Data extract: Begin
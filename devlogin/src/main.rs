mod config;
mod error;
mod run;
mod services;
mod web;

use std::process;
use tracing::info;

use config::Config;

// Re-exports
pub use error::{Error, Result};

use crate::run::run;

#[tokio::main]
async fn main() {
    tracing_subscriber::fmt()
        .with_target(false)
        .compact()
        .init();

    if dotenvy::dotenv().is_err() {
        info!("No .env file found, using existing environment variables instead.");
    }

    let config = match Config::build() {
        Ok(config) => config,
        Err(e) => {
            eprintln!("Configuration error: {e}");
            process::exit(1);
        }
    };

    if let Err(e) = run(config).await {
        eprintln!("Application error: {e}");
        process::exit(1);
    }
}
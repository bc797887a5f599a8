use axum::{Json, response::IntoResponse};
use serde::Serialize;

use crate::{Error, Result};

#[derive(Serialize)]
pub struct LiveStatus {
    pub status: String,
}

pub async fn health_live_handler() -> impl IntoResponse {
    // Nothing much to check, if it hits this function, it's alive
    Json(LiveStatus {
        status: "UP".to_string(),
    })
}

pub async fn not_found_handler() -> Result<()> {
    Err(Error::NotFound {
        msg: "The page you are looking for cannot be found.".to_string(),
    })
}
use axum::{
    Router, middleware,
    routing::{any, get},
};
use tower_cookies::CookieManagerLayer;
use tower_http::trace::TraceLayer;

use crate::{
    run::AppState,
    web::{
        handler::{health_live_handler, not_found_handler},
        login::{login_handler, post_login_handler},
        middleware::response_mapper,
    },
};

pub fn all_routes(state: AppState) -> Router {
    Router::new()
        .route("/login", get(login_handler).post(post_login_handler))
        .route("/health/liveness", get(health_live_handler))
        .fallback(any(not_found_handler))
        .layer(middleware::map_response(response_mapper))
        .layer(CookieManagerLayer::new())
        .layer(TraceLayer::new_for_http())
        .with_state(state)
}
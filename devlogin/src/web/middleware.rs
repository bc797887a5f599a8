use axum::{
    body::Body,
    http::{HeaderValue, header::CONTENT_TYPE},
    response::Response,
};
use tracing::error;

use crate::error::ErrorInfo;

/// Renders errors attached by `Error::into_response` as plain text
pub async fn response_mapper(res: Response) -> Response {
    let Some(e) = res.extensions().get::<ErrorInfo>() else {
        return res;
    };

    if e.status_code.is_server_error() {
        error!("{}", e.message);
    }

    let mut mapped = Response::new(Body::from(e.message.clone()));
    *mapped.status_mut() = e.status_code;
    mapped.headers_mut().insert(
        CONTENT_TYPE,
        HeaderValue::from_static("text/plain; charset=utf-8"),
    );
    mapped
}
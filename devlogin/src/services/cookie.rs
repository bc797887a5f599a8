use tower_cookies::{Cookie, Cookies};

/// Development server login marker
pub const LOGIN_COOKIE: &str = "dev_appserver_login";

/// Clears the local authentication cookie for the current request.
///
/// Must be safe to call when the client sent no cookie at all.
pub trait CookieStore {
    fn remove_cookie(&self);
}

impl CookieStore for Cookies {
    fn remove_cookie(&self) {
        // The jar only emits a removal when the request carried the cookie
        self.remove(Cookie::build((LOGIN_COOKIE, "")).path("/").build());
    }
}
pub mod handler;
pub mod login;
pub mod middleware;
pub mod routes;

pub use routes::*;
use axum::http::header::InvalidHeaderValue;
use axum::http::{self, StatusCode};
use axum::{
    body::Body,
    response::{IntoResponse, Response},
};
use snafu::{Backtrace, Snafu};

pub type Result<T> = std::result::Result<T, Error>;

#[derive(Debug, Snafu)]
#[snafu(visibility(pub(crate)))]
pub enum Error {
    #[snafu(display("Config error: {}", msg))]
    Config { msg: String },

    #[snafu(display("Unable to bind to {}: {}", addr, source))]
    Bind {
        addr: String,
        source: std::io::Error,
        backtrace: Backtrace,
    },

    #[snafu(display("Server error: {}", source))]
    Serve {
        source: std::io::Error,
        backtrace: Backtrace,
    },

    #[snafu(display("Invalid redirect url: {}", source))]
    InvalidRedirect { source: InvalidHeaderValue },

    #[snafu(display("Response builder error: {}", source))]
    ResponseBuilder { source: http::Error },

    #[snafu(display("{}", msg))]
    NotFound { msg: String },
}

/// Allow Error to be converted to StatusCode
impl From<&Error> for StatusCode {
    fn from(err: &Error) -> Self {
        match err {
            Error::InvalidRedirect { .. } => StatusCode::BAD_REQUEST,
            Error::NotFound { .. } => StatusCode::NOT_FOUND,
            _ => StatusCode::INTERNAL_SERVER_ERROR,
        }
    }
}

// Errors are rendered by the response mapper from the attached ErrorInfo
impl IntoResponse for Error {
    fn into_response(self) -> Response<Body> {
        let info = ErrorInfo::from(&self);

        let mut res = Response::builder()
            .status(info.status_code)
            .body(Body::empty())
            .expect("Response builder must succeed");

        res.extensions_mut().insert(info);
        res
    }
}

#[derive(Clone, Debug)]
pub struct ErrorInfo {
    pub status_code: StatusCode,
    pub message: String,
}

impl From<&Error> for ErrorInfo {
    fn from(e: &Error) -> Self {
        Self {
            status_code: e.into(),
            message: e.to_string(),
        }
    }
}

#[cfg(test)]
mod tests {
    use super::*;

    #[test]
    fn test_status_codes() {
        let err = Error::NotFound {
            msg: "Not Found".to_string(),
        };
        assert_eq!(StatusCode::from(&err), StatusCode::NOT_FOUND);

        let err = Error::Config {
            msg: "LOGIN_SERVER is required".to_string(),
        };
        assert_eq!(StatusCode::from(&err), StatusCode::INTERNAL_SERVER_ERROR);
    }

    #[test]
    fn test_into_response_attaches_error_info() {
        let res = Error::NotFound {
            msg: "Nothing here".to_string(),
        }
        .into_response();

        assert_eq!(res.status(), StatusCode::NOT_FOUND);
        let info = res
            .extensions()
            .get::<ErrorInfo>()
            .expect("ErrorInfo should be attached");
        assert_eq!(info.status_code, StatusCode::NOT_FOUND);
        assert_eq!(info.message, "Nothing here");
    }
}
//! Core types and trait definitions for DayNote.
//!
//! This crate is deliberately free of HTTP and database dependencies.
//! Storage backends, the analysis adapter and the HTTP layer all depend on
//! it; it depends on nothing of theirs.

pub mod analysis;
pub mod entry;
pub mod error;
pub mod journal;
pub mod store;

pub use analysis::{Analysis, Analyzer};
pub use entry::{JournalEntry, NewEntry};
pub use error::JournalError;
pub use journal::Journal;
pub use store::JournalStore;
Data extract: End
Data extract: Begin
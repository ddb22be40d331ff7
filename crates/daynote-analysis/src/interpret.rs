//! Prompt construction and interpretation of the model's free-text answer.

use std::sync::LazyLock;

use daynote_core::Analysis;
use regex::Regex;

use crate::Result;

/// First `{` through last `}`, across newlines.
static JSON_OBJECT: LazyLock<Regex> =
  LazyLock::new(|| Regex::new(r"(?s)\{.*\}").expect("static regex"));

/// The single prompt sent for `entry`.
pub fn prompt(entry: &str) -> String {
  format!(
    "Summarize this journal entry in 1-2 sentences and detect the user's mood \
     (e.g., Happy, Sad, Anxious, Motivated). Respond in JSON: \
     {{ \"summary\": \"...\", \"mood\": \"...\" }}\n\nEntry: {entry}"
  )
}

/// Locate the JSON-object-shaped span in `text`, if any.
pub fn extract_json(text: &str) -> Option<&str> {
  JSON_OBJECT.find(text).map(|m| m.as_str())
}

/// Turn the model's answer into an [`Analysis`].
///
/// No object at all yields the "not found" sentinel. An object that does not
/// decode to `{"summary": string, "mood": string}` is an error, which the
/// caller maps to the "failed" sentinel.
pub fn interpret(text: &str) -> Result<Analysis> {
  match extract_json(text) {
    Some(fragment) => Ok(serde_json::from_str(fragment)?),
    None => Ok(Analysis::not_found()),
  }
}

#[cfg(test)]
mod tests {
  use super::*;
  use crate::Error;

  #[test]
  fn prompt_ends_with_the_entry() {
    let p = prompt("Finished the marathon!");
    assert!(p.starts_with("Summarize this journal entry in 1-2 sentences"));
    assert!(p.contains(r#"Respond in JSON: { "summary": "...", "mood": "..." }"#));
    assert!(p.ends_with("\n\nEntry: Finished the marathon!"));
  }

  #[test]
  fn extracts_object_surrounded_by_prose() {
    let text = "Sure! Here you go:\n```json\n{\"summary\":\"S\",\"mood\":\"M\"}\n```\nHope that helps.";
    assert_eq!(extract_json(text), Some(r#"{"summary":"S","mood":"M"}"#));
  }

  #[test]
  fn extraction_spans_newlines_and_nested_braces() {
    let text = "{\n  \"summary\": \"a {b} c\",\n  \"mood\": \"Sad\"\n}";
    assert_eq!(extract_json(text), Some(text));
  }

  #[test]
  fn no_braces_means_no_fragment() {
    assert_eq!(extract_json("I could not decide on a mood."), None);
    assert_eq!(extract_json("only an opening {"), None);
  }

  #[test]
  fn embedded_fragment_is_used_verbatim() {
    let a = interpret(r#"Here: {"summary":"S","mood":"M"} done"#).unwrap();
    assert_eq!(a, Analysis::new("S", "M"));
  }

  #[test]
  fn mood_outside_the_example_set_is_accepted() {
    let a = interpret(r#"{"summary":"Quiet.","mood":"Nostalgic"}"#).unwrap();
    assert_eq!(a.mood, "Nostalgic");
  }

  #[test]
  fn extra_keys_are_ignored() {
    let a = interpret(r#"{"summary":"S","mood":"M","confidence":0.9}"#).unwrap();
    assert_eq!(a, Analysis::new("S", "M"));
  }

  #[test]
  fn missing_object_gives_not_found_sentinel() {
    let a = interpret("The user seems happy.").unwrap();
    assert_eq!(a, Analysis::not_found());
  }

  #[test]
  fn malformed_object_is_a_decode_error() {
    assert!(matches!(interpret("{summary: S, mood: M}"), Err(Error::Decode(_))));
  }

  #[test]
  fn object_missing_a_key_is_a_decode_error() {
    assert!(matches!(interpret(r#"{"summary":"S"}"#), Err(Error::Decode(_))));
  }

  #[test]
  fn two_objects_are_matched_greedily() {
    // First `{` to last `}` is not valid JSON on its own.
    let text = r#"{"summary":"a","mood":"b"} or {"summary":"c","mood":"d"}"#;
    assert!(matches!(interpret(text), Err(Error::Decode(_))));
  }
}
Data extract: End
◆ Problem description
Where does the string "Router" appear in the records above? Return every line that holds it.

◆ Exercise response
    Router, middleware,
pub fn all_routes(state: AppState) -> Router {
    Router::new()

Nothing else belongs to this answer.